これは自動車やバイクに限らず、着衣や積載物に関しても同様に考えられます。
【修復歴が残ってしまう場合】
現状に回復することが出来れば問題はありませんが、修理をしても”修理歴”が残ってしまう場合があります。その場合、売る時や下取りに出す時の減額要素となり、価格がより下がりやすくなります。

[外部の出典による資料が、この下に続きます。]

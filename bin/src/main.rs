use anyhow::Result;

mod cli;
mod input;
mod report;

fn main() -> Result<()> {
    cli::run()
}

もちろんこの格落ち分を請求していくことは可能ですが、認められないケースが多いです。また、修理歴が残ってしまうような事故にあった物であれば、買い替えるという選択肢も出てくるかもしれません。その場合、買い替えるのであれば出費は当然と考えてしまいます。そのため、保険会社等が提示してくる金額に納得してしまいかと思います。買い替えるような場合でも、格落ちの請求は積極的にすることをお勧めします。示談交渉を少しでも有利に進めるために、一社ではなく複数の業者で査定をしましょう。交渉材料となる理由や裏付を確保するように心がけてください。
【その他の損害物について】
バイク・原付・自転車等の2輪車の事故に多いですが、その他の損害物についても、修理費や時価額での請求となります。身に付けているアクセサリー(服、靴、時計、バッグ等)、車においても装備品や積載物の請求も、基本的には修理できるものは修理をし、修理できない、全損となったものに関しては、時価額での請求となります。しかし、減価償却という問題が生じます。お気に入りのものや、生産などが終わってしまい手に入らないものなどを失った場合、我慢をしなければなりません。相手が提示してくる賠償に関して皆さんがどれだけ理由、裏付のある内容を基に示談交渉を進めて、 ご自身で納得のいくものを勝ち取るのかということが重要です。